pub mod secured;
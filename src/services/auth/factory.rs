/// Factory: build the `TokenGuard` from application `Config`.
use std::sync::Arc;

use thiserror::Error;

use crate::config::Config;
use crate::services::auth::{
    AuditLogListener, ChainTokenExtractor, IdentityResolver, JwtClaimsDecoder, JwtDecoderError,
    TokenGuard,
};

#[derive(Debug, Error)]
pub enum GuardBuildError {
    #[error("jwt decoder: {0}")]
    Decoder(#[from] JwtDecoderError),
}

pub fn build_token_guard(config: &Config) -> Result<Arc<TokenGuard>, GuardBuildError> {
    let extractor = ChainTokenExtractor::from_rules(config.token_extractors.iter().cloned());

    let decoder = JwtClaimsDecoder::new(
        config.jwt_algorithm,
        &config.jwt_key,
        &config.jwt_validation,
    )?;

    let resolver = IdentityResolver::new(
        config.identity_claim_key.clone(),
        Arc::new(config.users.clone()),
    );

    let guard = TokenGuard::new(Arc::new(extractor), Arc::new(decoder), resolver)
        .with_listener(Arc::new(AuditLogListener));

    Ok(Arc::new(guard))
}
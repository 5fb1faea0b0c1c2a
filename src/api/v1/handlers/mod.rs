pub mod health;
pub mod secured;
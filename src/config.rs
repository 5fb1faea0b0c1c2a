/*
 * Responsibility
 * - 環境変数の読み込み (PORT, APP_ENV, JWT_*, AUTH_USERS)
 * - 設定値のバリデーション (不足・不正なら起動失敗)
 * - 起動後は不変。AppState 経由で Arc 共有する
 */
use std::net::SocketAddr;
use std::str::FromStr;

use jsonwebtoken::Algorithm;
use thiserror::Error;

use crate::services::auth::{
    DEFAULT_IDENTITY_CLAIM_KEY, ExtractionRule, InMemoryUserProvider, JwtKey, JwtValidationOptions,
    parse_rules,
};

pub const DEFAULT_TOKEN_EXTRACTORS: &str = "header:Authorization:Bearer";

#[derive(Debug, Clone, Copy, PartialEq, Eq)]
pub enum AppEnv {
    Development,
    Production,
}

impl AppEnv {
    fn parse(raw: Option<String>) -> Self {
        match raw
            .unwrap_or_else(|| "development".to_string())
            .to_ascii_lowercase()
            .as_str()
        {
            "production" | "prod" => Self::Production,
            _ => Self::Development,
        }
    }

    pub fn is_production(&self) -> bool {
        matches!(self, Self::Production)
    }
}

#[derive(Debug, Clone, PartialEq, Eq, Error)]
pub enum ConfigError {
    #[error("missing configuration: {0}")]
    Missing(&'static str),
    #[error("invalid configuration: {0}")]
    Invalid(&'static str),
}

#[derive(Clone, Debug)]
pub struct Config {
    pub addr: SocketAddr,
    pub app_env: AppEnv,

    /// Claim that names the principal (`identityClaimKey`).
    pub identity_claim_key: String,
    /// Extraction order, first match wins.
    pub token_extractors: Vec<ExtractionRule>,

    pub jwt_algorithm: Algorithm,
    pub jwt_key: JwtKey,
    pub jwt_validation: JwtValidationOptions,

    pub users: InMemoryUserProvider,
}

impl Config {
    pub fn from_env() -> Result<Self, ConfigError> {
        dotenvy::dotenv().ok();
        Self::from_lookup(|key| std::env::var(key).ok())
    }

    /// Build from any key lookup. `from_env` passes the process environment.
    pub fn from_lookup(get: impl Fn(&str) -> Option<String>) -> Result<Self, ConfigError> {
        let port: u16 = match get("PORT") {
            Some(raw) => raw.trim().parse().map_err(|_| ConfigError::Invalid("PORT"))?,
            None => 3000,
        };

        let addr: SocketAddr = SocketAddr::from_str(&format!("0.0.0.0:{}", port))
            .map_err(|_| ConfigError::Invalid("PORT"))?;

        let app_env = AppEnv::parse(get("APP_ENV"));

        let identity_claim_key = get("JWT_IDENTITY_CLAIM")
            .map(|s| s.trim().to_string())
            .unwrap_or_else(|| DEFAULT_IDENTITY_CLAIM_KEY.to_string());
        if identity_claim_key.is_empty() {
            return Err(ConfigError::Invalid("JWT_IDENTITY_CLAIM"));
        }

        let token_extractors = parse_extractors(
            get("JWT_TOKEN_EXTRACTORS")
                .as_deref()
                .unwrap_or(DEFAULT_TOKEN_EXTRACTORS),
        )?;

        let jwt_algorithm = match get("JWT_ALGORITHM") {
            Some(raw) => {
                Algorithm::from_str(raw.trim()).map_err(|_| ConfigError::Invalid("JWT_ALGORITHM"))?
            }
            None => Algorithm::HS256,
        };

        let jwt_key = match jwt_algorithm {
            Algorithm::HS256 | Algorithm::HS384 | Algorithm::HS512 => {
                let secret = get("JWT_SECRET").ok_or(ConfigError::Missing("JWT_SECRET"))?;
                if secret.is_empty() {
                    return Err(ConfigError::Invalid("JWT_SECRET"));
                }
                JwtKey::Secret(secret.into_bytes())
            }
            _ => JwtKey::PublicPem(
                get("JWT_PUBLIC_KEY_PEM")
                    .ok_or(ConfigError::Missing("JWT_PUBLIC_KEY_PEM"))?
                    .replace("\\n", "\n"),
            ),
        };

        let jwt_leeway_seconds = match get("JWT_LEEWAY_SECONDS") {
            Some(raw) => raw
                .trim()
                .parse::<u64>()
                .map_err(|_| ConfigError::Invalid("JWT_LEEWAY_SECONDS"))?,
            None => 0,
        };

        let jwt_validation = JwtValidationOptions {
            issuer: get("JWT_ISSUER").filter(|s| !s.is_empty()),
            audience: get("JWT_AUDIENCE").filter(|s| !s.is_empty()),
            leeway_seconds: jwt_leeway_seconds,
        };

        let users = InMemoryUserProvider::parse(&get("AUTH_USERS").unwrap_or_default())
            .map_err(|_| ConfigError::Invalid("AUTH_USERS"))?;

        Ok(Self {
            addr,
            app_env,
            identity_claim_key,
            token_extractors,
            jwt_algorithm,
            jwt_key,
            jwt_validation,
            users,
        })
    }
}

fn parse_extractors(raw: &str) -> Result<Vec<ExtractionRule>, ConfigError> {
    parse_rules(raw).map_err(|_| ConfigError::Invalid("JWT_TOKEN_EXTRACTORS"))
}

◇ ◇ ◇ ◇

• [YOUR GOAL]:
Scan the records above for the lines holding "Self::from_lookup(|key| std::env::var(key).ok())" and "Algorithm::HS256 | Algorithm::HS384". Transcribe those two and every line between them word for word, and no others.

• [TASK OUTPUT]:
        Self::from_lookup(|key| std::env::var(key).ok())
    }

    /// Build from any key lookup. `from_env` passes the process environment.
    pub fn from_lookup(get: impl Fn(&str) -> Option<String>) -> Result<Self, ConfigError> {
        let port: u16 = match get("PORT") {
            Some(raw) => raw.trim().parse().map_err(|_| ConfigError::Invalid("PORT"))?,
            None => 3000,
        };

        let addr: SocketAddr = SocketAddr::from_str(&format!("0.0.0.0:{}", port))
            .map_err(|_| ConfigError::Invalid("PORT"))?;

        let app_env = AppEnv::parse(get("APP_ENV"));

        let identity_claim_key = get("JWT_IDENTITY_CLAIM")
            .map(|s| s.trim().to_string())
            .unwrap_or_else(|| DEFAULT_IDENTITY_CLAIM_KEY.to_string());
        if identity_claim_key.is_empty() {
            return Err(ConfigError::Invalid("JWT_IDENTITY_CLAIM"));
        }

        let token_extractors = parse_extractors(
            get("JWT_TOKEN_EXTRACTORS")
                .as_deref()
                .unwrap_or(DEFAULT_TOKEN_EXTRACTORS),
        )?;

        let jwt_algorithm = match get("JWT_ALGORITHM") {
            Some(raw) => {
                Algorithm::from_str(raw.trim()).map_err(|_| ConfigError::Invalid("JWT_ALGORITHM"))?
            }
            None => Algorithm::HS256,
        };

        let jwt_key = match jwt_algorithm {
            Algorithm::HS256 | Algorithm::HS384 | Algorithm::HS512 => {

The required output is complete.